> **Exercise prompt**: Nothing in the records may be left out; restate them word for word.

*** Available records Section Begins ***

pub mod builder;
pub mod config;
pub mod constants;
pub mod geo;
pub mod rotation;

pub use builder::DomeGalleryBuilder;
pub use config::{GalleryConfig, InteractionProfile};
pub use geo::{Point, TileRect};
pub use rotation::{PitchLimits, Rotation};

*** Available records Section Ends ***

> **Answer to the exercise**:
pub mod builder;
pub mod config;
pub mod constants;
pub mod geo;
pub mod rotation;

pub use builder::DomeGalleryBuilder;
pub use config::{GalleryConfig, InteractionProfile};
pub use geo::{Point, TileRect};
pub use rotation::{PitchLimits, Rotation};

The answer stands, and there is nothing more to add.